Mord für Verteidung ausgeschlossen
Nun kommt er zur rechtlichen Würdigung. «Es stimmt, dass er die objektiven und subjektiven Voraussetzungen für vorsätzliche Tötung erfüllt.» Fraglich sei aber, ob sein Mandant skrupellos gehandelt habe. Dafür müsse man die äusseren und inneren Umstände beachten. Wenn die Tat beispielsweise durch einen schweren Konflikt ausgelöst wurde, kann dies die Schuld des Täters mindern.
Die besonders verwerfliche Art der Tatausführung müsste natürlich berücksichtigt werden. Die Staatsanwaltschaft habe aber während der eineinhalb Jahre dauernden Untersuchung nur auf vorsätzliche Tötung und erst nach der letzten Einvernahme auf Mord gepocht. So sei nicht verständlich, warum die Staatsanwaltschaft plötzlich von einem Mord ausgehe.
«Volle Schuldunfähigkeit»
«Mein Mandant leidet erwiesenermassen nicht an einer psychischen Störung», widerspricht der Anwalt Urbaniok weiter. So sei der Beschuldigte zwar schwierig im Umgang. Deshalb dürfe aber von einer psychischen Störung noch nicht die Rede sein. Weiter plädiert er auf eine «volle Schuldunfähigkeit». Dies begründet er erneut mit der Long-Covid-Krankheit.
Jetzt kritisiert er Gutachter
Nun macht sich der Verteidiger an die verschiedenen Gutachter. So soll der Psychologe Marbach mehrere bedeutende Schritte ausgelassen haben, die für ein Gutachten zwingend notwendig wären.
Es bedürfe «qualifizierter Personen» für das Erstellen eines solchen Gutachtens.

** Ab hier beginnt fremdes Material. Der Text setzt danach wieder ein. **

//! Clock abstraction
//!
//! Every component that reasons about time (cache expiry, quota buckets,
//! credential expiry, usage timestamps) reads it through [`Clock`] so tests
//! can pin and advance time deterministically.

use chrono::{DateTime, Duration as ChronoDuration, TimeZone, Utc};
use std::sync::atomic::{AtomicI64, Ordering};
use std::time::Duration;

/// Source of the current instant.
pub trait Clock: Send + Sync {
    /// Current time in UTC.
    fn now(&self) -> DateTime<Utc>;
}

/// Production clock using system time.
#[derive(Debug, Clone, Copy, Default)]
pub struct SystemClock;

impl Clock for SystemClock {
    fn now(&self) -> DateTime<Utc> {
        Utc::now()
    }
}

/// Manually driven clock for deterministic tests.
///
/// Stores milliseconds since the epoch; `advance` is safe to call from
/// several tasks at once.
#[derive(Debug)]
pub struct ManualClock {
    millis: AtomicI64,
}

impl ManualClock {
    /// Create a clock pinned at the given instant.
    pub fn new(start: DateTime<Utc>) -> Self {
        Self {
            millis: AtomicI64::new(start.timestamp_millis()),
        }
    }

    /// Create a clock pinned at a Unix timestamp (seconds).
    pub fn at_epoch_secs(secs: i64) -> Self {
        Self {
            millis: AtomicI64::new(secs.saturating_mul(1000)),
        }
    }

    /// Move the clock forward.
    pub fn advance(&self, by: Duration) {
        let delta = i64::try_from(by.as_millis()).unwrap_or(i64::MAX);
        self.millis.fetch_add(delta, Ordering::SeqCst);
    }

    /// Jump to an absolute instant.
    pub fn set(&self, to: DateTime<Utc>) {
        self.millis.store(to.timestamp_millis(), Ordering::SeqCst);
    }
}

impl Clock for ManualClock {
    fn now(&self) -> DateTime<Utc> {
        let millis = self.millis.load(Ordering::SeqCst);
        Utc.timestamp_millis_opt(millis)
            .single()
            .unwrap_or_else(|| DateTime::<Utc>::UNIX_EPOCH + ChronoDuration::milliseconds(millis))
    }
}

#[cfg(test)]
mod tests {
    use super::*;

    #[test]
    fn test_manual_clock_advances() {
        let clock = ManualClock::at_epoch_secs(1_704_067_200);
        let start = clock.now();
        clock.advance(Duration::from_secs(90));
        assert_eq!((clock.now() - start).num_seconds(), 90);
    }

    #[test]
    fn test_manual_clock_set() {
        let clock = ManualClock::at_epoch_secs(0);
        let target = Utc.with_ymd_and_hms(2024, 3, 1, 12, 0, 0).unwrap();
        clock.set(target);
        assert_eq!(clock.now(), target);
    }
}
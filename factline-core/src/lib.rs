//! factline core - entity types
//!
//! Pure data structures shared by every other crate: identities and
//! credentials, facts and categories, quota windows, the clock abstraction,
//! and the error enums. No I/O lives here.

mod clock;
mod error;
mod fact;
mod identity;
mod quota;

// ============================================================================
// RE-EXPORTS
// ============================================================================

pub use clock::{Clock, ManualClock, SystemClock};
pub use error::{
    ConfigError, FactlineError, FactlineResult, LlmError, StorageError, StorageResult,
    ValidationError,
};
pub use fact::{Category, Fact, FactSource, NewFact};
pub use identity::{
    hash_secret, new_entity_id, Credential, CredentialKind, CredentialStatus, CredentialUsage,
    EndpointHit, EntityId, Identity, IdentityStatus, PlanTier, Timestamp,
};
pub use quota::{QuotaLimit, QuotaWindow, WindowGranularity, WindowKind};
//! OpenAI provider implementation
//!
//! Chat-completion based text generation for the fallback generator.

pub mod client;
pub mod types;

pub use client::{OpenAiCompletionClient, DEFAULT_BASE_URL};
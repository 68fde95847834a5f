//! Namespaced cache keys.
//!
//! Keys render as `"{namespace}:{segment}:{segment}..."`. Segments may not be
//! empty or contain the `:` separator, so two different segment lists never
//! collide on the same key.

use factline_core::ValidationError;
use std::fmt;

const SEPARATOR: char = ':';

/// A validated, namespaced cache key.
#[derive(Debug, Clone, PartialEq, Eq, Hash, PartialOrd, Ord)]
pub struct CacheKey {
    rendered: String,
    namespace_len: usize,
}

impl CacheKey {
    /// Start building a key under `namespace`.
    pub fn builder(namespace: impl Into<String>) -> CacheKeyBuilder {
        CacheKeyBuilder {
            namespace: namespace.into(),
            segments: Vec::new(),
        }
    }

    /// Build a key from a namespace and a segment list.
    pub fn new(namespace: &str, segments: &[&str]) -> Result<Self, ValidationError> {
        segments
            .iter()
            .fold(Self::builder(namespace), |builder, segment| builder.segment(*segment))
            .build()
    }

    /// Tag key: `"{namespace}:tag:{segments...}"`.
    pub fn tag(namespace: &str, segments: &[&str]) -> Result<Self, ValidationError> {
        let mut all = Vec::with_capacity(segments.len() + 1);
        all.push("tag");
        all.extend_from_slice(segments);
        Self::new(namespace, &all)
    }

    pub fn as_str(&self) -> &str {
        &self.rendered
    }

    pub fn namespace(&self) -> &str {
        &self.rendered[..self.namespace_len]
    }
}

impl fmt::Display for CacheKey {
    fn fmt(&self, f: &mut fmt::Formatter<'_>) -> fmt::Result {
        f.write_str(&self.rendered)
    }
}

impl AsRef<str> for CacheKey {
    fn as_ref(&self) -> &str {
        &self.rendered
    }
}

/// Builder for [`CacheKey`]. Validation happens in [`CacheKeyBuilder::build`].
#[derive(Debug, Clone)]
pub struct CacheKeyBuilder {
    namespace: String,
    segments: Vec<String>,
}

impl CacheKeyBuilder {
    pub fn segment(mut self, segment: impl Into<String>) -> Self {
        self.segments.push(segment.into());
        self
    }

    pub fn build(self) -> Result<CacheKey, ValidationError> {
        validate_part("namespace", &self.namespace)?;
        if self.segments.is_empty() {
            return Err(ValidationError::RequiredFieldMissing {
                field: "cache_key.segments".to_string(),
            });
        }
        for segment in &self.segments {
            validate_part("cache_key.segment", segment)?;
        }

        let mut rendered = self.namespace.clone();
        for segment in &self.segments {
            rendered.push(SEPARATOR);
            rendered.push_str(segment);
        }

        Ok(CacheKey {
            rendered,
            namespace_len: self.namespace.len(),
        })
    }
}

fn validate_part(field: &str, value: &str) -> Result<(), ValidationError> {
    if value.is_empty() {
        return Err(ValidationError::InvalidValue {
            field: field.to_string(),
            reason: "must not be empty".to_string(),
        });
    }
    if value.contains(SEPARATOR) {
        return Err(ValidationError::InvalidValue {
            field: field.to_string(),
            reason: format!("must not contain '{}'", SEPARATOR),
        });
    }
    Ok(())
}
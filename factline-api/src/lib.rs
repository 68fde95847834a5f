//! factline API - the quota-aware fact resolution pipeline
//!
//! [`FactService::resolve_fact`] is the entry point an HTTP layer calls:
//!
//! 1. [`AuthGate`] turns credential material into an authenticated caller
//! 2. the requested category is validated
//! 3. [`QuotaTracker`] reserves the request-rate window and checks the monthly one
//! 4. [`FactResolver`] tries cache, store, then the fallback generator
//! 5. [`UsageRecorder`] charges usage, monthly quota included, once the outcome is known
//!
//! Cache and counter-store failures are absorbed along the way; only
//! identity- and fact-store outages surface as [`ServiceError::Unavailable`].

pub mod auth;
pub mod config;
pub mod error;
pub mod quota;
pub mod resolver;
pub mod service;
pub mod telemetry;
pub mod usage;

pub use auth::{
    origin_allowed, AuthGate, AuthenticatedCaller, ClientContext, CredentialMaterial,
    RateLimitSource,
};
pub use config::{GeneratorConfig, QuotaConfig, ResolverConfig, ServiceConfig, UsageConfig};
pub use error::{
    ApiError, ApiResult, AuthError, ErrorCode, QuotaError, ResolutionError, ServiceError,
    ServiceResult,
};
pub use quota::{QuotaAllowance, QuotaDecision, QuotaDenial, QuotaTracker};
pub use resolver::{FactRequest, FactResolver, ResolvedFact};
pub use service::{FactResponse, FactService, RateLimitInfo, ResponseMeta, ServiceDeps};
pub use telemetry::{init_tracing, LogFormat, TelemetryConfig};
pub use usage::{UsageOutcome, UsageRecorder};
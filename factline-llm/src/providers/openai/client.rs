//! OpenAI-compatible chat completion client

use super::types::{ApiError, ChatCompletionRequest, ChatCompletionResponse, Message};
use crate::providers::{invalid_response, rate_limited, request_failed};
use crate::{CompletionOptions, TextCompletion};
use async_trait::async_trait;
use factline_core::LlmError;
use reqwest::{Client, StatusCode};
use secrecy::{ExposeSecret, SecretString};
use serde::{de::DeserializeOwned, Serialize};

const PROVIDER: &str = "openai";

/// Default public endpoint.
pub const DEFAULT_BASE_URL: &str = "https://api.openai.com/v1";

/// Chat completion client for OpenAI and API-compatible servers.
pub struct OpenAiCompletionClient {
    client: Client,
    api_key: SecretString,
    base_url: String,
    model: String,
}

impl OpenAiCompletionClient {
    /// Create a client for `model` against the public endpoint.
    pub fn new(api_key: SecretString, model: impl Into<String>) -> Self {
        Self {
            client: Client::new(),
            api_key,
            base_url: DEFAULT_BASE_URL.to_string(),
            model: model.into(),
        }
    }

    /// Point the client at another OpenAI-compatible server.
    pub fn with_base_url(mut self, base_url: impl Into<String>) -> Self {
        self.base_url = base_url.into().trim_end_matches('/').to_string();
        self
    }

    pub fn base_url(&self) -> &str {
        &self.base_url
    }

    pub fn model(&self) -> &str {
        &self.model
    }

    /// POST `body` to `{base_url}/{endpoint}` and decode the JSON reply.
    pub async fn request<Req: Serialize, Res: DeserializeOwned>(
        &self,
        endpoint: &str,
        body: &Req,
    ) -> Result<Res, LlmError> {
        let url = format!("{}/{}", self.base_url, endpoint);
        let response = self
            .client
            .post(&url)
            .bearer_auth(self.api_key.expose_secret())
            .json(body)
            .send()
            .await
            .map_err(|e| request_failed(PROVIDER, 0, format!("HTTP request failed: {}", e)))?;

        let status = response.status();
        let retry_after_ms = parse_retry_after_ms(response.headers()).unwrap_or(0);

        if status.is_success() {
            response
                .json()
                .await
                .map_err(|e| invalid_response(PROVIDER, format!("Failed to parse response: {}", e)))
        } else {
            let error_text = response
                .text()
                .await
                .unwrap_or_else(|_| "Unknown error".to_string());
            Err(error_for_status(status, &error_text, retry_after_ms))
        }
    }
}

/// Map a non-success reply to an [`LlmError`].
fn error_for_status(status: StatusCode, body: &str, retry_after_ms: u64) -> LlmError {
    if status == StatusCode::TOO_MANY_REQUESTS {
        return rate_limited(PROVIDER, retry_after_ms);
    }
    let message = serde_json::from_str::<ApiError>(body)
        .map(|api_error| api_error.error.message)
        .unwrap_or_else(|_| body.to_string());
    request_failed(PROVIDER, status.as_u16(), message)
}

fn parse_retry_after_ms(headers: &reqwest::header::HeaderMap) -> Option<u64> {
    headers
        .get("retry-after")
        .and_then(|value| value.to_str().ok())
        .and_then(|value| value.parse::<f64>().ok())
        .filter(|seconds| *seconds >= 0.0)
        .map(|seconds| (seconds * 1000.0) as u64)
}

#[async_trait]
impl TextCompletion for OpenAiCompletionClient {
    async fn complete(&self, prompt: &str, options: &CompletionOptions) -> Result<String, LlmError> {
        let mut messages = Vec::with_capacity(2);
        if let Some(system) = &options.system {
            messages.push(Message::system(system.clone()));
        }
        messages.push(Message::user(prompt));

        let request = ChatCompletionRequest {
            model: self.model.clone(),
            messages,
            max_tokens: Some(options.max_tokens),
            temperature: Some(options.temperature),
        };

        let response: ChatCompletionResponse =
            self.request("chat/completions", &request).await?;

        response
            .choices
            .into_iter()
            .next()
            .map(|choice| choice.message.content)
            .ok_or_else(|| invalid_response(PROVIDER, "No choices in response"))
    }

    fn provider_name(&self) -> &str {
        PROVIDER
    }
}

impl std::fmt::Debug for OpenAiCompletionClient {
    fn fmt(&self, f: &mut std::fmt::Formatter<'_>) -> std::fmt::Result {
        f.debug_struct("OpenAiCompletionClient")
            .field("base_url", &self.base_url)
            .field("model", &self.model)
            .field("api_key", &"[REDACTED]")
            .finish()
    }
}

Ausserdem: Frank Urbaniok soll an wichtigen Untersuchungen, bei welchen ein Fachexperte wie der Forensiker vonnöten sei, nicht dabei gewesen sein.
«Nicht die Aufgabe des Gutachters war es, in die Rolle des Beschuldigten zu schlüpfen», sagt er weiter. So habe Professor Urbaniok Befragungen mit dem Angeklagten durchgeführt, die nicht nötig gewesen wären.
«Professor Urbaniok und Psychologe Marbach spielen sich zu Richtern auf», sagt der Verteidiger. Am Montag sei Urbaniok «erneut durch einseitige und tendenziöse Aussagen», die seinem Mandanten schaden würden, aufgefallen. Ausserdem sei Urbanioks Diagnoseinstrument «Fotres» frag- und unglaubwürdig.
Kritik an verwerteten Einvernahmen
In seinem Plädoyer zweifelt der Verteidiger zahlreiche Beweise an und führt aus, bedeutende Beweise seien ignoriert worden. Er betont nochmals, dass der Angeklagte aus reiner Notwehr gehandelt habe.
Weiter seien Einvernahmen seines Mandanten berücksichtigt worden, die aber eigentlich nicht verwertbar seien. Der schwer kranke Beschuldigte sei dazu gezwungen worden, bei seiner Einvernahme bereits Aussagen zu machen, obwohl er sich «an beinahe nichts erinnern» konnte. Dies sei auch der Grund dafür, dass der Luzerner seine Aussagen revidiert habe.
«Wieso sollte ein Mensch wie mein Mandant ohne jeglichen Gewalthintergrund so etwas tun?», fragt er dann.